Gabriel’s golden-plated horn

Note: I was originally going to publish this around March or April this year but life got in the way.


This year, I decided to give in.

I know I’m not alone when I say that I feel I’ve been deprived the chance to express myself musically since childhood. Unlike very fortunate young boys and girls with overbearing Asian parents, my journey into music has been an uphill battle ever since. My earliest musical memory was when I was being commended for having played by ear ABBA’s “Dancing Queen” on a keyboard at three or four years of age1. And then, silence. For a considerable number of years.

Fig. 1: Can I just say how much I DIG Chris Potter?

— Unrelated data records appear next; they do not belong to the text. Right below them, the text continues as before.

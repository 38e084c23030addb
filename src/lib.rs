mod config;
mod domain;
mod engine;
mod error;
mod input;
mod output;
mod telemetry;

use std::fs::File;
use std::io::{BufRead, BufReader};

pub use config::Config;
pub use domain::{Money, ProductId, StoreId, StoreState};
pub use engine::{
    Aggregation, TOP_STORE_COUNT, aggregate, stores_by_leading_product, top_stores_by_revenue,
};
pub use error::Error;
pub use output::{product_report_path, write_product_reports, write_store_report};
pub use telemetry::setup_logging;

/// Runs the full reporting pipeline described by `config`.
///
/// Opens the transaction log, skips its header line, folds the remaining
/// lines into an in-memory aggregation in bounded batches, and writes the
/// two reports: the 50 stores with highest revenue, and one product
/// frequency file per store.
///
/// # Error handling
///
/// The pipeline has no recovery path: the first malformed record, price that
/// does not parse, or I/O failure aborts the run with the corresponding
/// [`Error`]. A run either writes both reports or leaves no consistent
/// output behind.
///
/// # Example
///
/// ```no_run
/// use clap::Parser;
/// use store_report_rs::{Config, run, setup_logging};
///
/// setup_logging().unwrap();
///
/// let config = Config::parse();
/// if let Err(e) = run(&config) {
///     eprintln!("run failed: {e}");
/// }
/// ```
pub fn run(config: &Config) -> Result<(), Error> {
    let file = File::open(&config.input_path)?;
    let mut reader = BufReader::new(file);

    // the first line is the column header, not data
    let mut header = String::new();
    reader.read_line(&mut header)?;

    tracing::info!(input = %config.input_path.display(), "processing data");
    let aggregation = aggregate(reader, config.chunk_size_bytes)?;

    tracing::info!(
        stores = aggregation.store_count(),
        records = aggregation.record_count(),
        "sorting data"
    );
    let top_stores = top_stores_by_revenue(&aggregation, TOP_STORE_COUNT);
    let product_order = stores_by_leading_product(&aggregation);

    tracing::info!("saving data to csv");
    write_store_report(&top_stores, &config.store_report_path())?;
    write_product_reports(&product_order, &config.output_product_dir)?;

    Ok(())
}
//! Module defining the errors which are exposed to the users of the crate

use std::path::PathBuf;

#[derive(Debug, thiserror::Error)]
pub enum Error {
    /// Input file missing or unreadable
    #[error("input I/O error: {0}")]
    Io(#[from] std::io::Error),

    /// Row whose pipe-split does not yield the 6 expected fields
    #[error("malformed record {record}: expected 6 fields, found {fields}")]
    MalformedRecord { record: u64, fields: usize },

    /// Row whose price field does not parse as a decimal number
    #[error("record {record}: cannot parse price {value:?}")]
    PriceParse { record: u64, value: String },

    /// Report file or directory could not be created or written
    #[error("failed to write report {path}: {source}")]
    OutputWrite {
        path: PathBuf,
        #[source]
        source: std::io::Error,
    },
}

pub(crate) fn output_write(
    path: impl Into<PathBuf>,
    source: impl Into<Box<dyn std::error::Error + Send + Sync>>,
) -> Error {
    Error::OutputWrite {
        path: path.into(),
        source: std::io::Error::other(source),
    }
}
//! Module for the types defining the store aggregation domain.

use std::fmt;

mod store;
mod transaction;

pub use store::StoreState;
pub use transaction::Transaction;

pub type Money = rust_decimal::Decimal;

/// Label of the revenue column in the published reports. A product id equal
/// to this label is skipped both as a ranking key and as a report row.
pub(crate) const REVENUE_LABEL: &str = "CA";

/// Id identifying the store a transaction was recorded in.
#[derive(Debug, PartialEq, Eq, Hash, Clone, PartialOrd, Ord)]
pub struct StoreId(String);

impl StoreId {
    pub fn new(id: impl Into<String>) -> Self {
        Self(id.into())
    }

    pub fn as_str(&self) -> &str {
        &self.0
    }
}

impl fmt::Display for StoreId {
    fn fmt(&self, f: &mut fmt::Formatter<'_>) -> fmt::Result {
        f.write_str(&self.0)
    }
}

/// Id identifying a sold product.
#[derive(Debug, PartialEq, Eq, Hash, Clone, PartialOrd, Ord)]
pub struct ProductId(String);

impl ProductId {
    pub fn new(id: impl Into<String>) -> Self {
        Self(id.into())
    }

    pub fn as_str(&self) -> &str {
        &self.0
    }
}

impl fmt::Display for ProductId {
    fn fmt(&self, f: &mut fmt::Formatter<'_>) -> fmt::Result {
        f.write_str(&self.0)
    }
}
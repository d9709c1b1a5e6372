//! Parser for inline decorator invocations.
//!
//! A prompt may open with any number of invocations, separated by
//! whitespace or newlines:
//!
//! ```text
//! +++Reasoning(depth=comprehensive)
//! +++OutputFormat@1.0.0(format="markdown")
//! +++StepByStep
//! Explain photosynthesis.
//! ```
//!
//! Argument values are `true`/`false`, numbers, `[a, b]` lists, quoted
//! strings, or bare words. Everything after the last invocation is the base
//! prompt.

use decorator_primitives::{Version, parse_version};
use serde_json::{Map, Number, Value};
use thiserror::Error;

const MARKER: &str = "+++";

/// Errors raised by [`parse`].
#[derive(Debug, Clone, PartialEq, Eq, Error)]
pub enum SyntaxError {
    /// The text did not match the invocation grammar.
    #[error("malformed decorator invocation at byte {position}: {reason}")]
    Malformed {
        /// Byte offset of the problem.
        position: usize,
        /// What was expected.
        reason: String,
    },
    /// An argument list was opened but never closed.
    #[error("unterminated argument list for `{decorator}`")]
    UnterminatedArguments {
        /// Decorator whose arguments were open.
        decorator: String,
    },
    /// `@version` was not a semantic version.
    #[error("invalid version `{version}` for `{decorator}`")]
    InvalidVersion {
        /// Decorator being invoked.
        decorator: String,
        /// Supplied text.
        version: String,
    },
}

/// One `+++Name@version(args)` occurrence.
#[derive(Debug, Clone, PartialEq)]
pub struct Invocation {
    /// Decorator name as written.
    pub name: String,
    /// Version constraint, when given.
    pub version: Option<Version>,
    /// Raw argument values, unvalidated.
    pub parameters: Map<String, Value>,
}

/// A prompt split into its leading invocations and the remaining text.
#[derive(Debug, Clone, PartialEq)]
pub struct ParsedPrompt {
    /// Invocations in written order.
    pub invocations: Vec<Invocation>,
    /// Text after the invocations, with leading whitespace removed.
    pub prompt: String,
}

/// Splits leading decorator invocations from a prompt.
///
/// # Errors
///
/// Returns a [`SyntaxError`] describing the first malformed invocation.
pub fn parse(input: &str) -> Result<ParsedPrompt, SyntaxError> {
    let mut cursor = Cursor { input, pos: 0 };
    let mut invocations = Vec::new();

    loop {
        cursor.skip_whitespace();
        if !cursor.rest().starts_with(MARKER) {
            break;
        }
        cursor.pos += MARKER.len();
        invocations.push(cursor.invocation()?);
    }

    Ok(ParsedPrompt {
        invocations,
        prompt: cursor.rest().to_owned(),
    })
}

struct Cursor<'a> {
    input: &'a str,
    pos: usize,
}

impl<'a> Cursor<'a> {
    fn rest(&self) -> &'a str {
        &self.input[self.pos..]
    }

    fn peek(&self) -> Option<char> {
        self.rest().chars().next()
    }

    fn bump(&mut self) -> Option<char> {
        let next = self.peek()?;
        self.pos += next.len_utf8();
        Some(next)
    }

    fn skip_whitespace(&mut self) {
        while self.peek().is_some_and(char::is_whitespace) {
            self.bump();
        }
    }

    fn skip_inline_whitespace(&mut self) {
        while self.peek().is_some_and(|c| c == ' ' || c == '\t') {
            self.bump();
        }
    }

    fn take_while(&mut self, accept: impl Fn(char) -> bool) -> &'a str {
        let start = self.pos;
        while self.peek().is_some_and(&accept) {
            self.bump();
        }
        &self.input[start..self.pos]
    }

    fn malformed(&self, reason: impl Into<String>) -> SyntaxError {
        SyntaxError::Malformed {
            position: self.pos,
            reason: reason.into(),
        }
    }

    fn invocation(&mut self) -> Result<Invocation, SyntaxError> {
        let name = self.take_while(|c| c.is_ascii_alphanumeric() || c == '_');
        if name.is_empty() {
            return Err(self.malformed("expected a decorator name after `+++`"));
        }

        let version = if self.peek() == Some('@') {
            self.bump();
            let text = self.take_while(|c| c.is_ascii_alphanumeric() || matches!(c, '.' | '-' | '+'));
            let version = parse_version(text).map_err(|_| SyntaxError::InvalidVersion {
                decorator: name.to_owned(),
                version: text.to_owned(),
            })?;
            Some(version)
        } else {
            None
        };

        let parameters = if self.peek() == Some('(') {
            self.bump();
            self.arguments(name)?
        } else {
            Map::new()
        };

        Ok(Invocation {
            name: name.to_owned(),
            version,
            parameters,
        })
    }

    fn arguments(&mut self, decorator: &str) -> Result<Map<String, Value>, SyntaxError> {
        let unterminated = || SyntaxError::UnterminatedArguments {
            decorator: decorator.to_owned(),
        };
        let mut parameters = Map::new();

        loop {
            self.skip_whitespace();
            match self.peek() {
                None => return Err(unterminated()),
                Some(')') => {
                    self.bump();
                    return Ok(parameters);
                }
                Some(_) => {}
            }

            let key = self.take_while(|c| c.is_ascii_alphanumeric() || c == '_');
            if key.is_empty() {
                return Err(self.malformed("expected a parameter name"));
            }
            self.skip_inline_whitespace();
            if self.bump() != Some('=') {
                return Err(self.malformed(format!("expected `=` after `{key}`")));
            }
            let value = self.value(decorator, &[',', ')'])?;
            parameters.insert(key.to_owned(), value);

            self.skip_whitespace();
            match self.peek() {
                Some(',') => {
                    self.bump();
                }
                Some(')') => {}
                None => return Err(unterminated()),
                Some(other) => {
                    return Err(self.malformed(format!("unexpected `{other}` in arguments")));
                }
            }
        }
    }

    fn value(&mut self, decorator: &str, terminators: &[char]) -> Result<Value, SyntaxError> {
        self.skip_whitespace();
        match self.peek() {
            None => Err(SyntaxError::UnterminatedArguments {
                decorator: decorator.to_owned(),
            }),
            Some(quote @ ('"' | '\'')) => {
                self.bump();
                self.quoted(decorator, quote).map(Value::String)
            }
            Some('[') => {
                self.bump();
                self.list(decorator)
            }
            Some(_) => {
                let token = self.take_while(|c| !terminators.contains(&c)).trim();
                if token.is_empty() {
                    return Err(self.malformed("expected a value"));
                }
                Ok(literal(token))
            }
        }
    }

    fn quoted(&mut self, decorator: &str, quote: char) -> Result<String, SyntaxError> {
        let mut text = String::new();
        loop {
            match self.bump() {
                None => {
                    return Err(SyntaxError::UnterminatedArguments {
                        decorator: decorator.to_owned(),
                    });
                }
                Some('\\') => match self.bump() {
                    Some('n') => text.push('\n'),
                    Some('t') => text.push('\t'),
                    Some(escaped) => text.push(escaped),
                    None => {
                        return Err(SyntaxError::UnterminatedArguments {
                            decorator: decorator.to_owned(),
                        });
                    }
                },
                Some(c) if c == quote => return Ok(text),
                Some(c) => text.push(c),
            }
        }
    }

    fn list(&mut self, decorator: &str) -> Result<Value, SyntaxError> {
        let mut items = Vec::new();
        loop {
            self.skip_whitespace();
            match self.peek() {
                None => {
                    return Err(SyntaxError::UnterminatedArguments {
                        decorator: decorator.to_owned(),
                    });
                }
                Some(']') => {
                    self.bump();
                    return Ok(Value::Array(items));
                }
                Some(_) => {}
            }

            items.push(self.value(decorator, &[',', ']', ')'])?);
            self.skip_whitespace();
            match self.peek() {
                Some(',') => {
                    self.bump();
                }
                Some(']') => {}
                None => {
                    return Err(SyntaxError::UnterminatedArguments {
                        decorator: decorator.to_owned(),
                    });
                }
                Some(other) => return Err(self.malformed(format!("unexpected `{other}` in list"))),
            }
        }
    }
}

fn literal(token: &str) -> Value {
    match token {
        "true" => Value::Bool(true),
        "false" => Value::Bool(false),
        _ => {
            if let Ok(integer) = token.parse::<i64>() {
                return Value::Number(integer.into());
            }
            token
                .parse::<f64>()
                .ok()
                .filter(|float| float.is_finite())
                .and_then(Number::from_f64)
                .map_or_else(|| Value::String(token.to_owned()), Value::Number)
        }
    }
}

#[cfg(test)]
mod tests {
    use super::*;
    use pretty_assertions::assert_eq;
    use serde_json::json;

    #[test]
    fn splits_invocations_from_prompt() {
        let parsed = parse("+++Reasoning(depth=basic)\n+++StepByStep\nExplain photosynthesis.").unwrap();
        assert_eq!(parsed.invocations.len(), 2);
        assert_eq!(parsed.invocations[0].name, "Reasoning");
        assert_eq!(parsed.invocations[0].parameters["depth"], json!("basic"));
        assert!(parsed.invocations[1].parameters.is_empty());
        assert_eq!(parsed.prompt, "Explain photosynthesis.");
    }

    #[test]
    fn plain_prompt_has_no_invocations() {
        let parsed = parse("Just a question? +++NotADecorator").unwrap();
        assert!(parsed.invocations.is_empty());
        assert_eq!(parsed.prompt, "Just a question? +++NotADecorator");
    }

    #[test]
    fn parses_literals_lists_and_quotes() {
        let parsed = parse(
            r#"+++Mixed(flag=true, count=3, ratio=0.5, items=[Concise, "Detailed"], note="a, (b)", bare=hello world)"#,
        )
        .unwrap();
        let parameters = &parsed.invocations[0].parameters;
        assert_eq!(parameters["flag"], json!(true));
        assert_eq!(parameters["count"], json!(3));
        assert_eq!(parameters["ratio"], json!(0.5));
        assert_eq!(parameters["items"], json!(["Concise", "Detailed"]));
        assert_eq!(parameters["note"], json!("a, (b)"));
        assert_eq!(parameters["bare"], json!("hello world"));
    }

    #[test]
    fn parses_version_suffix() {
        let parsed = parse("+++OutputFormat@1.2.0(format=json) go").unwrap();
        let invocation = &parsed.invocations[0];
        assert_eq!(invocation.version, Some(Version::new(1, 2, 0)));
        assert_eq!(parsed.prompt, "go");
    }

    #[test]
    fn rejects_bad_version() {
        let err = parse("+++Tone@latest(style=formal)").expect_err("version");
        assert!(matches!(err, SyntaxError::InvalidVersion { ref version, .. } if version == "latest"));
    }

    #[test]
    fn rejects_unterminated_arguments() {
        let err = parse("+++Tone(style=formal").expect_err("unterminated");
        assert!(matches!(err, SyntaxError::UnterminatedArguments { ref decorator } if decorator == "Tone"));

        let err = parse("+++Tone(style=\"formal)").expect_err("unterminated quote");
        assert!(matches!(err, SyntaxError::UnterminatedArguments { .. }));
    }

    #[test]
    fn instance_display_parses_back() {
        use decorator_registry::{DecoratorDefinition, DecoratorInstance};
        use decorator_schema::{ParameterKind, ParameterSchema};

        let definition = DecoratorDefinition::builder("Note", "1.0.0")
            .parameter(ParameterSchema::new("text", ParameterKind::String))
            .parameter(ParameterSchema::new("count", ParameterKind::Number))
            .build()
            .unwrap();
        for text in ["'hi", "it's", "line one\nline two", "tab\there", "say \"x\"", "7"] {
            let raw = json!({ "text": text, "count": 2 }).as_object().cloned().unwrap();
            let instance = DecoratorInstance::bind(&definition, &raw).unwrap();

            let parsed = parse(&format!("{instance}\nQ")).unwrap();
            assert_eq!(parsed.invocations[0].parameters, raw, "{instance}");
            assert_eq!(parsed.prompt, "Q");
        }
    }

    #[test]
    fn rejects_missing_name_and_equals() {
        assert!(matches!(parse("+++ (x=1)"), Err(SyntaxError::Malformed { .. })));
        assert!(matches!(parse("+++Tone(style formal)"), Err(SyntaxError::Malformed { .. })));
    }
}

I belonged to a semi-musical extended family. Being of Race X, I lived with all my aunts and uncles and their sons and daughters and dogs (no one owned a cat in our little village) and I remember my cousins being frequently chastised by their mothers for having formed high school bands. It will “ruin their lives”, they said. So my cousins had all these instruments lying around: keyboards, guitars both wood and electric, perhaps even a drum set (I have to verify this with them next time), and so it was both exciting and aggravating for me as a kid to hear them perform in their bedrooms. Exciting, because hey, it’s music (though not necessarily good music) but aggravating, because as a kid I wasn’t really allowed to touch any of their instruments2.

Years passed until I got my first guitar when I was in sixth grade. An $80 wooden guitar coated with black (as black as my feelings at the time (yes, I had an amazingly embarrassing teenage period: a story for another time however)). I loved every single bit of it, of course, down to the painful calluses on my fingertips, but by then it wasn’t the music which led me to buy it. It was puberty.

Discipline was never my strong point. But when I wanted something, I got it. Within a month I was attempting to imitate Sungha Jung’s rendition of More than Words. This wasn’t as impressive as it sounds, ’cause really I haven’t any conception of high standards then. What constituted an “I can play Sungha Jung.” then was being able to evoke the idea of being able to play the thing. Heck, in my circle of friends then, being able to fingerstyle was the peak of achievement. I hadn’t yet the sense that more is possible.

But then again, it wasn’t really about the music. I had two girls to impress. And I convinced them to have lessons with me under our resident music teacher.

Okay, I’m fibbing a bit. The reason why I got my guitar that late in the game was that I was better as a singer. The reason why I didn’t actively pursue a singing career was that singing was for “faggots” in my school. I’m sorry.


Let’s go back to our original topic. With abject failure in leadership and people management staring me in the face, I decided to try my hand at something that isn’t a uphill battle for me, which is, well, music. I like to think that my strengths lie in my senses. I have perfect color vision (according to the Farnsworth-Munsell 100 hue test). I can smell when people are hungry3. My cooking has (almost) never failed my friends of supposedly exacting tastes4. And I was surprised to hear that hearing multiple independent voices à la Bach is still something of a marvel (to be fair, I can only hear up to three voices simultaneously (with perhaps a fourth voice if I cheat and whistle) whilst Bach could, in theory, hear six).

Fig. 2: Yep. Six voices indeed.

So yeah, it seems my world is vibrant and colorful and loud and it’s fascinating how The Lottery of Fascinations led me to virtual reality — anyway, I decided to pursue something that I am actually maybe naturally good at for once and it has been quite a ride. Having a healthy dose of impatience has led me to a double-prong strategy to my “self-induced musical masturbation”: I am picking up FL Studio and the saxophone at the same time, learning a hell of a lot of theory and technique and all about this wonderful intersection of expertise and aesthetics along the way.


Race X
my ethnicity
University X
my university
FL Studio
a digital audio workstation (DAW) that until recently was considered a toy by producers because of its intuitive interface

  1. So it is very possible that my recollection of this is just a false memory.
  2. There was this one time my dad threw a birthday party for me when I was six or seven and I distinctly recall two new experiences for me that day: eating mutton for the first time, and being reprimanded for fiddling with the drums of the band my dad hired (which was doubly worse ’cause, well, it was MY birthday after all).
  3. It actually isn’t as difficult as it sounds. People’s breaths smell different when they’re hungry (see this r/AskScience post) and I sincerely used to believe this is something that anyone can notice once known, but I’ve been proven wrong about it enough times to change my mind.
  4. This born of University X being situated near Maginhawa Street, one of the most intensely competitive concentrations of food businesses in Country X, where the six-month survivability of your concept restaurant is made or broken by the opinions of your first few college-aged customers.